Update: Via Andy Baio, proof that it’s Turk-powered. Also worth mentioning SnapTell, an app Andy showed me a few weeks ago that does the image-recognition trick for any book, game, or DVD.
Groklaw on the latest in Apple’s legal battle against would-be Mac cloner Psystar.
Arnold Kim:
Apple has finally started allowing developers to issue free promotional copies of their iPhone applications. Once an application has been accepted to the App Store by Apple, developers can issue up to 50 promotional codes.

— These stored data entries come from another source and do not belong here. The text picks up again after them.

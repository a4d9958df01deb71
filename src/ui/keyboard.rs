//! On-screen keyboard driven by the two potentiometers.
//!
//! The cursor walks a fixed [`KeyMatrix`] with wraparound on both axes and
//! the button activates the focused key. Special cells are tagged
//! [`Key`] variants rather than reserved character codes.

use embedded_graphics::mono_font::ascii::FONT_6X10;
use embedded_graphics::mono_font::iso_8859_1::FONT_5X8;
use embedded_graphics::mono_font::{MonoTextStyle, MonoTextStyleBuilder};
use embedded_graphics::pixelcolor::BinaryColor;
use embedded_graphics::prelude::*;
use embedded_graphics::primitives::{PrimitiveStyle, Rectangle};
use embedded_graphics::text::{Alignment, Baseline, Text, TextStyleBuilder};
use heapless::String;

use crate::config::{
    MarqueeConfig, KEY_CELL_HEIGHT, KEY_CELL_WIDTH, KEY_GRID_TOP, PASSWORD_CAPACITY, SCREEN_WIDTH,
};
use crate::ui::input::InputFrame;
use crate::ui::input_logic::wrap_step;
use crate::ui::marquee::Marquee;

/// One cell of the key grid.
#[derive(Clone, Copy, Debug, PartialEq, Eq)]
#[cfg_attr(feature = "defmt", derive(defmt::Format))]
pub enum Key {
    /// Appends the character.
    Literal(char),
    /// Removes the last character.
    Delete,
    /// Ends the session with the current buffer.
    Confirm,
    /// Appends a space.
    Space,
    /// Unused cell.
    Blank,
}

impl Key {
    /// Single glyph drawn in the grid cell.
    pub fn glyph(self) -> char {
        match self {
            Key::Literal(c) => c,
            Key::Delete => '«',
            Key::Confirm => '»',
            Key::Space => '·',
            Key::Blank => ' ',
        }
    }

    /// Short name shown next to the edit line for special keys.
    pub fn label(self) -> Option<&'static str> {
        match self {
            Key::Delete => Some("DEL"),
            Key::Confirm => Some("OK"),
            Key::Space => Some("SPC"),
            Key::Literal(_) | Key::Blank => None,
        }
    }
}

/// Cursor position inside an `R` × `C` grid.
#[derive(Clone, Copy, Debug, Default, PartialEq, Eq)]
#[cfg_attr(feature = "defmt", derive(defmt::Format))]
pub struct Cursor {
    pub col: usize,
    pub row: usize,
}

impl Cursor {
    pub const fn new(col: usize, row: usize) -> Self {
        Self { col, row }
    }

    /// Move by one cell per non-zero delta, wrapping at every edge.
    pub fn step(self, dx: i8, dy: i8, cols: usize, rows: usize) -> Self {
        Self {
            col: wrap_step(self.col, dx, cols),
            row: wrap_step(self.row, dy, rows),
        }
    }
}

/// Fixed key grid of `R` rows and `C` columns.
#[derive(Clone, Copy, Debug, PartialEq, Eq)]
pub struct KeyMatrix<const R: usize, const C: usize> {
    keys: [[Key; C]; R],
}

impl<const R: usize, const C: usize> KeyMatrix<R, C> {
    pub const fn new(keys: [[Key; C]; R]) -> Self {
        Self { keys }
    }

    pub const fn rows(&self) -> usize {
        R
    }

    pub const fn cols(&self) -> usize {
        C
    }

    /// Key under the cursor. Out-of-range cursors read as [`Key::Blank`].
    pub fn key(&self, at: Cursor) -> Key {
        self.keys
            .get(at.row)
            .and_then(|row| row.get(at.col))
            .copied()
            .unwrap_or(Key::Blank)
    }

    /// First cell holding `key`, row-major.
    pub fn find(&self, key: Key) -> Option<Cursor> {
        self.keys.iter().enumerate().find_map(|(row, cells)| {
            cells
                .iter()
                .position(|k| *k == key)
                .map(|col| Cursor::new(col, row))
        })
    }
}

const fn row_of(chars: &[u8; 18]) -> [Key; 18] {
    let mut out = [Key::Blank; 18];
    let mut i = 0;
    while i < 18 {
        if chars[i] != 0 {
            out[i] = Key::Literal(chars[i] as char);
        }
        i += 1;
    }
    out
}

const fn first_row() -> [Key; 18] {
    let mut out = row_of(b"\0\0\0ABCDEFGHIJKLMNO");
    out[0] = Key::Delete;
    out[1] = Key::Confirm;
    out[2] = Key::Space;
    out
}

/// Reference layout: 6 rows × 18 columns.
///
/// ```text
/// « » · A B C D E F G H I J K L M N O
/// P Q R S T U V W X Y Z a b c d e f g
/// h i j k l m n o p q r s t u v w x y
/// z 0 1 2 3 4 5 6 7 8 9 ! ? @ # $ % ^
/// & * ( ) - _ + = | \ : ; " ' < > , .
/// / ~ ` [ ] { }
/// ```
pub const LAYOUT: KeyMatrix<6, 18> = KeyMatrix::new([
    first_row(),
    row_of(b"PQRSTUVWXYZabcdefg"),
    row_of(b"hijklmnopqrstuvwxy"),
    row_of(b"z0123456789!?@#$%^"),
    row_of(b"&*()-_+=|\\:;\"'<>,."),
    row_of(b"/~`[]{}\0\0\0\0\0\0\0\0\0\0\0"),
]);

/// Bounded append / delete-last text buffer.
#[derive(Clone, Debug, Default, PartialEq, Eq)]
pub struct EditBuffer<const N: usize> {
    text: String<N>,
}

impl<const N: usize> EditBuffer<N> {
    pub const fn new() -> Self {
        Self {
            text: String::new(),
        }
    }

    /// Append `c`. Returns `false` (and changes nothing) when full.
    pub fn push(&mut self, c: char) -> bool {
        self.text.push(c).is_ok()
    }

    /// Remove the last character, if any.
    pub fn pop(&mut self) -> Option<char> {
        self.text.pop()
    }

    pub fn as_str(&self) -> &str {
        self.text.as_str()
    }

    pub fn len(&self) -> usize {
        self.text.len()
    }

    pub fn is_empty(&self) -> bool {
        self.text.is_empty()
    }

    pub fn is_full(&self) -> bool {
        self.text.len() >= N
    }

    pub fn into_inner(self) -> String<N> {
        self.text
    }
}

/// Result of one keyboard poll.
#[derive(Clone, Debug, PartialEq, Eq)]
pub enum KeyboardStep {
    Editing,
    Finished(String<PASSWORD_CAPACITY>),
}

/// One password-entry session.
pub struct Keyboard<const R: usize = 6, const C: usize = 18> {
    matrix: &'static KeyMatrix<R, C>,
    cursor: Cursor,
    buffer: EditBuffer<PASSWORD_CAPACITY>,
    line: Marquee<PASSWORD_CAPACITY>,
    dirty: bool,
}

impl Keyboard {
    /// Session over the reference [`LAYOUT`].
    pub fn new(line: MarqueeConfig, now_ms: u64) -> Self {
        Self::with_matrix(&LAYOUT, line, now_ms)
    }
}

impl<const R: usize, const C: usize> Keyboard<R, C> {
    pub fn with_matrix(matrix: &'static KeyMatrix<R, C>, line: MarqueeConfig, now_ms: u64) -> Self {
        let mut line = Marquee::new(line);
        line.set_text("", now_ms);
        Self {
            matrix,
            cursor: Cursor::default(),
            buffer: EditBuffer::new(),
            line,
            dirty: true,
        }
    }

    /// Apply one input frame: movement first, then the button. Also runs
    /// the edit line, so a long password scrolls while the knobs are idle.
    pub fn poll(&mut self, frame: InputFrame, now_ms: u64) -> KeyboardStep {
        if self.line.update(now_ms) {
            self.dirty = true;
        }

        if frame.moved() {
            self.cursor = self.cursor.step(frame.dx.delta(), frame.dy.delta(), C, R);
            self.dirty = true;
        }

        if !frame.pressed {
            return KeyboardStep::Editing;
        }

        let key = self.matrix.key(self.cursor);
        let changed = match key {
            Key::Delete => self.buffer.pop().is_some(),
            Key::Confirm => {
                debug!("keyboard: confirmed {} chars", self.buffer.len());
                let text = core::mem::take(&mut self.buffer).into_inner();
                return KeyboardStep::Finished(text);
            }
            Key::Space => self.buffer.push(' '),
            Key::Literal(c) => self.buffer.push(c),
            Key::Blank => false,
        };

        if changed {
            self.line.set_text(self.buffer.as_str(), now_ms);
            self.dirty = true;
        }
        KeyboardStep::Editing
    }

    /// Paint the edit line, the focused-key label and the grid.
    pub fn render<D>(&mut self, target: &mut D)
    where
        D: DrawTarget<Color = BinaryColor>,
    {
        let _ = target.clear(BinaryColor::Off);

        let text = line_style(BinaryColor::On);
        self.line.draw(target, Point::zero(), text);

        let mut glyph = [0u8; 4];
        let focused = self.focused();
        let label = match focused.label() {
            Some(label) => label,
            None => &*focused.glyph().encode_utf8(&mut glyph),
        };
        let right = TextStyleBuilder::new()
            .alignment(Alignment::Right)
            .baseline(Baseline::Top)
            .build();
        let _ = Text::with_text_style(
            label,
            Point::new(SCREEN_WIDTH as i32 - 1, 0),
            text,
            right,
        )
        .draw(target);

        for row in 0..R {
            for col in 0..C {
                let at = Cursor::new(col, row);
                self.draw_cell(target, at, at == self.cursor);
            }
        }

        self.dirty = false;
    }

    fn draw_cell<D>(&self, target: &mut D, at: Cursor, focused: bool)
    where
        D: DrawTarget<Color = BinaryColor>,
    {
        let origin = Point::new(
            (at.col as u32 * KEY_CELL_WIDTH) as i32,
            KEY_GRID_TOP + (at.row as u32 * KEY_CELL_HEIGHT) as i32,
        );

        let fg = if focused {
            let _ = Rectangle::new(origin, Size::new(KEY_CELL_WIDTH, KEY_CELL_HEIGHT))
                .into_styled(PrimitiveStyle::with_fill(BinaryColor::On))
                .draw(target);
            BinaryColor::Off
        } else {
            BinaryColor::On
        };

        let mut buf = [0u8; 4];
        let glyph = self.matrix.key(at).glyph().encode_utf8(&mut buf);
        let style = MonoTextStyleBuilder::new()
            .font(&FONT_5X8)
            .text_color(fg)
            .build();
        let _ = Text::with_baseline(glyph, origin + Point::new(1, 0), style, Baseline::Top)
            .draw(target);
    }

    pub fn focused(&self) -> Key {
        self.matrix.key(self.cursor)
    }

    pub fn cursor(&self) -> Cursor {
        self.cursor
    }

    pub fn text(&self) -> &str {
        self.buffer.as_str()
    }

    /// Something changed since the last render, the edit line included.
    pub fn needs_redraw(&self) -> bool {
        self.dirty
    }
}

fn line_style(color: BinaryColor) -> MonoTextStyle<'static, BinaryColor> {
    MonoTextStyleBuilder::new()
        .font(&FONT_6X10)
        .text_color(color)
        .build()
}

The codes allow the recipient to download a full copy of the application for free.
Interesting analysis from Mobile Orchard, multiplying App Store popularity (in terms of downloads) by price, to get a rough measure of who’s actually making the most money.
Seth Godin:
The only reason to answer the phone when a customer calls is to make the customer happy.
If you’re not doing this or you are unable to do this, do not answer the phone. There is no middle ground on this discussion. There are no half measures. Saving 50 cents a call with a complicated phone tree is a false savings. Think of all the money you’ll save if you just stop answering altogether. Think of all the money you’ll make if you just make people happy.
Antonio Carusone:
The Grid System is an ever-growing resource where graphic designers can learn about grid systems, the golden ratio and baseline grids.
Lovely.
Very impressive spreadsheet “data cleanup” tool. Check out the demo to see just how cool it is. (Via Andy Baio.)

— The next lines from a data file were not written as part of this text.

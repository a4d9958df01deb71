//! Persistent storage for the last working WiFi credentials.
//!
//! The backing store is a namespaced string key-value store
//! ([`CredentialStore`]): the board uses a `sequential-storage` map on
//! internal flash, host tests use [`crate::mock::MemoryStore`].
//!
//! Storage layout:
//!   - namespace `wifi-creds`
//!   - key `ssid`     → SSID of the last successful connection
//!   - key `password` → its password (empty for open networks)
//!
//! One pair per namespace; a new successful connection overwrites it.

use heapless::String;

use crate::config::{KEY_PASSWORD, KEY_SSID, NAMESPACE_MAX_LEN, PASSWORD_MAX_LEN, SSID_MAX_LEN};
use crate::error::{Error, Result, StorageError};
use crate::wifi::CredentialPair;

/// Namespaced string key-value store.
///
/// A handle is opened for one load or save and closed right after.
pub trait CredentialStore {
    type Handle;

    fn open(&mut self, namespace: &str, read_only: bool) -> Result<Self::Handle, StorageError>;

    /// Value under `key`, or `default` when the key is absent.
    fn get_string<const N: usize>(
        &mut self,
        handle: &Self::Handle,
        key: &str,
        default: &str,
    ) -> Result<String<N>, StorageError>;

    fn put_string(&mut self, handle: &Self::Handle, key: &str, value: &str)
        -> Result<(), StorageError>;

    fn close(&mut self, handle: Self::Handle);
}

/// Cached view of the saved credential pair.
pub struct CredentialVault<S> {
    store: S,
    namespace: &'static str,
    /// Pair known to be in the store; `None` until a load or save.
    cached: Option<CredentialPair>,
}

impl<S: CredentialStore> CredentialVault<S> {
    pub fn new(store: S, namespace: &'static str) -> Self {
        debug_assert!(namespace.len() <= NAMESPACE_MAX_LEN);
        Self {
            store,
            namespace,
            cached: None,
        }
    }

    /// Saved pair, if any.
    ///
    /// An unreadable store counts as "nothing saved".
    pub fn load(&mut self) -> Option<CredentialPair> {
        match self.read() {
            Ok(Some(pair)) => {
                debug!("Saved credentials for {}", pair.ssid.as_str());
                self.cached = Some(pair.clone());
                Some(pair)
            }
            Ok(None) => {
                info!("No saved credentials found");
                None
            }
            Err(e) => {
                warn!("Saved credentials unreadable: {:?}", e);
                None
            }
        }
    }

    fn read(&mut self) -> Result<Option<CredentialPair>> {
        let handle = self.store.open(self.namespace, true)?;
        let ssid = self.store.get_string::<SSID_MAX_LEN>(&handle, KEY_SSID, "");
        let password = self
            .store
            .get_string::<PASSWORD_MAX_LEN>(&handle, KEY_PASSWORD, "");
        self.store.close(handle);

        let ssid = ssid?;
        if ssid.is_empty() {
            return Ok(None);
        }
        Ok(Some(CredentialPair {
            ssid,
            password: password?,
        }))
    }

    /// Persist `pair`. Returns `Ok(false)` when the store already holds it.
    pub fn save(&mut self, pair: &CredentialPair) -> Result<bool> {
        if self.cached.as_ref() == Some(pair) {
            debug!("Credentials for {} already saved", pair.ssid.as_str());
            return Ok(false);
        }

        let handle = self.store.open(self.namespace, false)?;
        let written = self
            .store
            .put_string(&handle, KEY_SSID, pair.ssid.as_str())
            .and_then(|_| {
                self.store
                    .put_string(&handle, KEY_PASSWORD, pair.password.as_str())
            });
        self.store.close(handle);
        written.map_err(Error::from)?;

        info!("Credentials saved: {}", pair.ssid.as_str());
        self.cached = Some(pair.clone());
        Ok(true)
    }

    /// Save, logging instead of failing. Used once a connection is up.
    pub fn ensure_saved(&mut self, pair: &CredentialPair) {
        if let Err(e) = self.save(pair) {
            warn!("Failed to save credentials: {:?}", e);
        }
    }

    pub fn store(&self) -> &S {
        &self.store
    }

    pub fn store_mut(&mut self) -> &mut S {
        &mut self.store
    }
}

#[cfg(test)]
mod tests {
    use super::*;
    use crate::config::CREDENTIALS_NAMESPACE;
    use crate::mock::MemoryStore;

    fn vault() -> CredentialVault<MemoryStore> {
        CredentialVault::new(MemoryStore::new(), CREDENTIALS_NAMESPACE)
    }

    #[test]
    fn empty_store_loads_nothing() {
        assert_eq!(vault().load(), None);
    }

    #[test]
    fn save_then_load() {
        let mut v = vault();
        let pair = CredentialPair::new("Home-5G", "hunter22");
        assert_eq!(v.save(&pair), Ok(true));

        let mut fresh = CredentialVault::new(v.store().clone(), CREDENTIALS_NAMESPACE);
        assert_eq!(fresh.load(), Some(pair));
    }

    #[test]
    fn saving_same_pair_twice_writes_once() {
        let mut v = vault();
        let pair = CredentialPair::new("Home", "pw");
        assert_eq!(v.save(&pair), Ok(true));
        let writes = v.store().writes;
        assert_eq!(v.save(&pair), Ok(false));
        assert_eq!(v.store().writes, writes);
    }

    #[test]
    fn loaded_pair_is_not_rewritten() {
        let mut store = MemoryStore::new();
        store.insert(CREDENTIALS_NAMESPACE, KEY_SSID, "Home");
        store.insert(CREDENTIALS_NAMESPACE, KEY_PASSWORD, "pw");
        let mut v = CredentialVault::new(store, CREDENTIALS_NAMESPACE);
        let pair = v.load().unwrap();
        assert_eq!(v.save(&pair), Ok(false));
        assert_eq!(v.store().writes, 0);
    }

    #[test]
    fn new_pair_overwrites_old() {
        let mut v = vault();
        v.save(&CredentialPair::new("Old", "a")).unwrap();
        v.save(&CredentialPair::new("New", "")).unwrap();
        let mut fresh = CredentialVault::new(v.store().clone(), CREDENTIALS_NAMESPACE);
        assert_eq!(fresh.load(), Some(CredentialPair::new("New", "")));
    }

    #[test]
    fn open_failure_reads_as_nothing_saved() {
        let mut store = MemoryStore::new();
        store.insert(CREDENTIALS_NAMESPACE, KEY_SSID, "Home");
        store.fail_open = true;
        let mut v = CredentialVault::new(store, CREDENTIALS_NAMESPACE);
        assert_eq!(v.load(), None);
    }

    #[test]
    fn read_errors_keep_their_cause() {
        let mut store = MemoryStore::new();
        store.insert(CREDENTIALS_NAMESPACE, KEY_SSID, "a network name well past the ssid limit");
        let mut v = CredentialVault::new(store, CREDENTIALS_NAMESPACE);
        assert_eq!(v.read(), Err(Error::Storage(StorageError::Corrupted)));
        assert_eq!(v.load(), None);

        v.store_mut().fail_open = true;
        assert_eq!(v.read(), Err(Error::Storage(StorageError::OpenFailed)));
    }

    #[test]
    fn write_failure_is_reported_and_not_cached() {
        let mut v = vault();
        v.store_mut().fail_write = true;
        let pair = CredentialPair::new("Home", "pw");
        assert_eq!(v.save(&pair), Err(Error::Storage(StorageError::Flash)));

        v.store_mut().fail_write = false;
        assert_eq!(v.save(&pair), Ok(true));
    }

    #[test]
    fn stores_are_closed_after_use() {
        let mut v = vault();
        v.save(&CredentialPair::new("Home", "pw")).unwrap();
        v.load();
        assert_eq!(v.store().open_handles, 0);
    }
}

Google Calendar’s CalDAV support is out of beta. What would make this really great would be for the iPhone to support CalDAV directly.

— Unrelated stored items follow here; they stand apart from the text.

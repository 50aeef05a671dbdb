//! Listener definitions for production server configuration.

use crate::core::domain::{
    error::ValidationError,
    model::instance_config::{RenderedFile, hcl_string},
    value_object::BindAddress,
};
use serde::{Deserialize, Serialize};
use std::path::Path;
use std::str::FromStr;

pub const FULLCHAIN_FILE: &str = "fullchain.pem";
pub const LEAF_KEY_FILE: &str = "leaf-key.pem";
pub const CA_FILE: &str = "ca.pem";

/// A network or socket listener the server accepts API requests on.
#[derive(Debug, Clone, PartialEq, Eq, Serialize, Deserialize)]
#[serde(tag = "kind", rename_all = "lowercase")]
pub enum Listener {
    Tcp(TcpListener),
    Unix(UnixListener),
}

/// A TCP listener, optionally serving TLS.
#[derive(Debug, Clone, PartialEq, Eq, Serialize, Deserialize)]
pub struct TcpListener {
    pub address: String,
    #[serde(default, skip_serializing_if = "Option::is_none")]
    pub tls: Option<TlsMaterial>,
}

/// PEM-encoded certificate chain (leaf first, issuing CA last) and leaf key.
#[derive(Debug, Clone, PartialEq, Eq, Serialize, Deserialize)]
pub struct TlsMaterial {
    pub cert_chain: Vec<String>,
    pub key: String,
}

#[derive(Debug, Clone, PartialEq, Eq, Serialize, Deserialize)]
pub struct UnixListener {
    pub path: String,
}

impl Listener {
    pub fn tcp(address: impl Into<String>) -> Self {
        Listener::Tcp(TcpListener {
            address: address.into(),
            tls: None,
        })
    }

    pub fn unix(path: impl Into<String>) -> Self {
        Listener::Unix(UnixListener { path: path.into() })
    }

    pub(crate) fn validate(&self) -> Result<(), ValidationError> {
        match self {
            Listener::Tcp(tcp) => {
                tcp.bind_address()?;
                if let Some(tls) = &tcp.tls {
                    tls.validate()?;
                }
                Ok(())
            }
            Listener::Unix(unix) if unix.path.is_empty() => Err(ValidationError::field(
                "listener",
                "unix listener requires a socket path",
            )),
            Listener::Unix(_) => Ok(()),
        }
    }

    /// Emits the listener stanza and any TLS files it references.
    pub(crate) fn render(
        &self,
        directory: &Path,
        files: &mut Vec<RenderedFile>,
    ) -> Result<String, ValidationError> {
        match self {
            Listener::Unix(unix) => Ok(format!(
                "listener \"unix\" {{\n  path = {}\n}}\n",
                hcl_string(&unix.path)
            )),
            Listener::Tcp(tcp) => {
                let mut block = format!(
                    "listener \"tcp\" {{\n  address = {}\n",
                    hcl_string(&tcp.address)
                );
                match &tcp.tls {
                    None => block.push_str("  tls_disable = true\n"),
                    Some(tls) => {
                        let cert = directory.join(FULLCHAIN_FILE);
                        let key = directory.join(LEAF_KEY_FILE);
                        files.extend(tls.files(directory)?);
                        block.push_str(&format!(
                            "  tls_cert_file = {}\n  tls_key_file = {}\n",
                            hcl_string(&cert.display().to_string()),
                            hcl_string(&key.display().to_string())
                        ));
                    }
                }
                block.push_str("}\n");
                Ok(block)
            }
        }
    }
}

impl TcpListener {
    pub fn bind_address(&self) -> Result<BindAddress, ValidationError> {
        self.address.parse()
    }
}

impl TlsMaterial {
    fn validate(&self) -> Result<(), ValidationError> {
        if self.cert_chain.is_empty() {
            return Err(ValidationError::field(
                "tls",
                "certificate chain must contain at least one certificate",
            ));
        }
        if self.key.trim().is_empty() {
            return Err(ValidationError::field("tls", "leaf key must not be empty"));
        }
        Ok(())
    }

    /// Full chain, issuing CA and leaf key, in that order.
    fn files(&self, directory: &Path) -> Result<Vec<RenderedFile>, ValidationError> {
        self.validate()?;
        let ca = self.cert_chain.last().cloned().unwrap_or_default();
        Ok(vec![
            RenderedFile::new(directory.join(FULLCHAIN_FILE), self.cert_chain.join("\n")),
            RenderedFile::new(directory.join(CA_FILE), ca),
            RenderedFile::new(directory.join(LEAF_KEY_FILE), self.key.clone()),
        ])
    }
}

impl FromStr for Listener {
    type Err = ValidationError;

    /// Parses `tcp:<host>:<port>` or `unix:<path>`.
    fn from_str(s: &str) -> Result<Self, Self::Err> {
        match s.split_once(':') {
            Some(("tcp", address)) => {
                let listener = Listener::tcp(address);
                listener.validate()?;
                Ok(listener)
            }
            Some(("unix", path)) if !path.is_empty() => Ok(Listener::unix(path)),
            _ => Err(ValidationError::Format(format!(
                "unknown listener {s:?}; expected tcp:<host>:<port> or unix:<path>"
            ))),
        }
    }
}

Seemed like a potential rival to Twitter at first, but never took off.
New (freeware, donations accepted) utility from Rainer Brockerhoff that disables click-through system-wide. Lets you enable click-through by holding any modifier key while you click, and lets you configure an exception list of apps where click-through is enabled. (If you don’t know what click-through is, my 2003 “The Problems With Click-Through” piece describes it.)
I’m giving Klicko a try, but I’ve lived with Mac OS X’s inconsistent click-through policies for so long now that my resistance has been worn away.
The Wall Street Journal on the industry for U.S.-manufactured cars from companies other than Detroit’s Big Three.
Chris Fahey nobly attempts to defend the UI design of Bulk Rename Utility:
So if it’s not the number of features that’s bad, let’s focus on the UI itself. The signature quality of this design is that every single feature is shown on one page. There are no layers of dialog boxes, no multistep wizards. The fields are numbered, too, which seems to suggest the order the transformations are processed. The entire transformation is right there for the user to see, no surprises. What’s more, showing all the possible transformations on this one screen educates the user on what the application can actually do: No poking around through menus and manuals to find out what this app is capable of. It’s all right there.
Exposing all functionality on one screen can be useful in some cases, but once a certain level of complexity is reached, it’s no longer a reasonable idea. Bulk Rename Utility is well past that level of complexity. If your UI even vaguely resembles an airplane cockpit, you’re doing it wrong.
Put another way, it’s a worthy goal to reduce the complexity of software to the point where it can be cleanly exposed on a single screen. That’s very different than cramming any arbitrary amount of complexity into a single screen.
Another example of a reasonably-designed file renaming utility. There’s even a Windows version.
In the wake of yesterday’s User Interface of the Week winner, several readers asked for recommendations for a Mac file renaming utility with a good UI. Many Tricks’ Name Mangler is a good one. Donationware.